Data section: Begin

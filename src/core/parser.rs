/// The encounter parser: narrative text → `Encounter` orchestration.
///
/// Wires together header and section slicing, mechanic extraction,
/// truncation, cleanup, and the stats snapshot.

use std::path::{Path, PathBuf};
use std::sync::Arc;
use thiserror::Error;

use crate::core::cleanup::{clean_field, clean_options};
use crate::core::conclusion::{self, CONCLUSION_NUMBER};
use crate::core::config::{ConfigError, ParserConfig};
use crate::core::context::{ErrorSink, NoPlayer, StatsProvider, TracingErrorSink};
use crate::core::mechanic::parse_mechanic;
use crate::core::sections::{Header, Sections};
use crate::core::text::truncate_words;
use crate::schema::encounter::{Encounter, MechanicKind, StatsSnapshot};

/// Fatal parse failures. No partial encounter is produced for any of them;
/// callers should treat them as "regenerate upstream".
#[derive(Debug, Clone, PartialEq, Eq, Error)]
pub enum ParseError {
    #[error("encounter line not found")]
    MissingHeader,
    #[error("narrative format is incorrect: expected at least 8 sections, found {found}")]
    MalformedSections { found: usize },
    #[error("mechanic block is missing or empty")]
    MissingMechanic,
    #[error("riddle answer index could not be read: {0}")]
    IndexParseFailure(String),
    #[error("combat difficulty is not a number: {0}")]
    InvalidDifficulty(String),
}

/// Turns generated narrative into encounter records. Built via
/// `EncounterParser::builder()`.
///
/// The parser holds no per-call state, so one instance can serve any
/// number of threads.
#[derive(Clone)]
pub struct EncounterParser {
    config: ParserConfig,
    stats: Arc<dyn StatsProvider>,
    errors: Arc<dyn ErrorSink>,
}

/// Builder for constructing an `EncounterParser`.
pub struct EncounterParserBuilder {
    config: Option<ParserConfig>,
    config_path: Option<PathBuf>,
    stats: Arc<dyn StatsProvider>,
    errors: Arc<dyn ErrorSink>,
}

impl Default for EncounterParser {
    fn default() -> Self {
        Self {
            config: ParserConfig::default(),
            stats: Arc::new(NoPlayer),
            errors: Arc::new(TracingErrorSink),
        }
    }
}

impl std::fmt::Debug for EncounterParser {
    fn fmt(&self, f: &mut std::fmt::Formatter<'_>) -> std::fmt::Result {
        f.debug_struct("EncounterParser")
            .field("config", &self.config)
            .finish_non_exhaustive()
    }
}

impl EncounterParser {
    pub fn builder() -> EncounterParserBuilder {
        EncounterParserBuilder {
            config: None,
            config_path: None,
            stats: Arc::new(NoPlayer),
            errors: Arc::new(TracingErrorSink),
        }
    }

    pub fn config(&self) -> &ParserConfig {
        &self.config
    }

    /// Parse one encounter from narrative text.
    ///
    /// `image_ref` is stored as given. On failure the error is reported to
    /// the error sink before being returned.
    pub fn parse(&self, narrative: &str, image_ref: &str) -> Result<Encounter, ParseError> {
        self.parse_encounter(narrative, image_ref).inspect_err(|err| {
            self.errors.report(&format!("Error parsing page: {}", err));
        })
    }

    /// Parse the end-of-story message. Never fails: missing markers leave
    /// the name or body empty.
    pub fn parse_conclusion(&self, message: &str, image_ref: &str) -> Encounter {
        let text = conclusion::extract(message);

        let stats = self.stats.current_stats().unwrap_or_else(|| {
            tracing::warn!("no player stats while parsing conclusion; using defaults");
            self.config.default_stats
        });

        Encounter {
            number: CONCLUSION_NUMBER.to_string(),
            name: text.name,
            introduction: text.introduction,
            image_ref: image_ref.to_string(),
            image_prompt: String::new(),
            description: String::new(),
            mechanic_kind: MechanicKind::None,
            mechanic_info: String::new(),
            options: Vec::new(),
            stats,
        }
    }

    fn parse_encounter(&self, narrative: &str, image_ref: &str) -> Result<Encounter, ParseError> {
        // 1. Header
        let header = Header::parse(narrative)?;

        // 2. Sections
        let sections = Sections::split(narrative)?;
        let block = sections
            .mechanic_block()
            .ok_or(ParseError::MissingMechanic)?;

        // 3. Mechanic
        let mechanic = parse_mechanic(block)?;

        // 4. Truncate, then clean. Cleanup never runs before this point.
        let introduction = truncate_words(sections.introduction(), self.config.introduction_words);
        let description = truncate_words(sections.description(), self.config.description_words);

        let encounter = Encounter {
            number: clean_field(&header.number),
            name: clean_field(&header.name),
            introduction: clean_field(&introduction),
            image_ref: image_ref.to_string(),
            image_prompt: sections.image_prompt().unwrap_or_default().to_string(),
            description: clean_field(&description),
            mechanic_kind: mechanic.kind(),
            mechanic_info: mechanic.info().map(clean_field).unwrap_or_default(),
            options: clean_options(&mechanic),
            // 5. Stats
            stats: self.stats_snapshot(),
        };

        tracing::debug!(
            number = %encounter.number,
            kind = encounter.mechanic_kind.name(),
            options = encounter.options.len(),
            "parsed encounter"
        );
        Ok(encounter)
    }

    fn stats_snapshot(&self) -> StatsSnapshot {
        self.stats
            .current_stats()
            .unwrap_or(self.config.default_stats)
    }
}

impl EncounterParserBuilder {
    pub fn config(mut self, config: ParserConfig) -> Self {
        self.config = Some(config);
        self
    }

    /// Load the configuration from a RON file at build time.
    pub fn config_path(mut self, path: &Path) -> Self {
        self.config_path = Some(path.to_path_buf());
        self
    }

    pub fn stats_provider(mut self, provider: impl StatsProvider + 'static) -> Self {
        self.stats = Arc::new(provider);
        self
    }

    /// Share an existing provider, e.g. a live player session.
    pub fn shared_stats_provider(mut self, provider: Arc<dyn StatsProvider>) -> Self {
        self.stats = provider;
        self
    }

    pub fn error_sink(mut self, sink: impl ErrorSink + 'static) -> Self {
        self.errors = Arc::new(sink);
        self
    }

    pub fn shared_error_sink(mut self, sink: Arc<dyn ErrorSink>) -> Self {
        self.errors = sink;
        self
    }

    /// A config file, when given, overrides a directly provided config.
    pub fn build(self) -> Result<EncounterParser, ConfigError> {
        let config = match self.config_path {
            Some(ref path) => ParserConfig::load_from_ron(path)?,
            None => self.config.unwrap_or_default(),
        };

        Ok(EncounterParser {
            config,
            stats: self.stats,
            errors: self.errors,
        })
    }
}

Data section: End

## Description of the task:
Copy every line above that holds the word "PathBuf".

## The answer:
use std::path::{Path, PathBuf};
    config_path: Option<PathBuf>,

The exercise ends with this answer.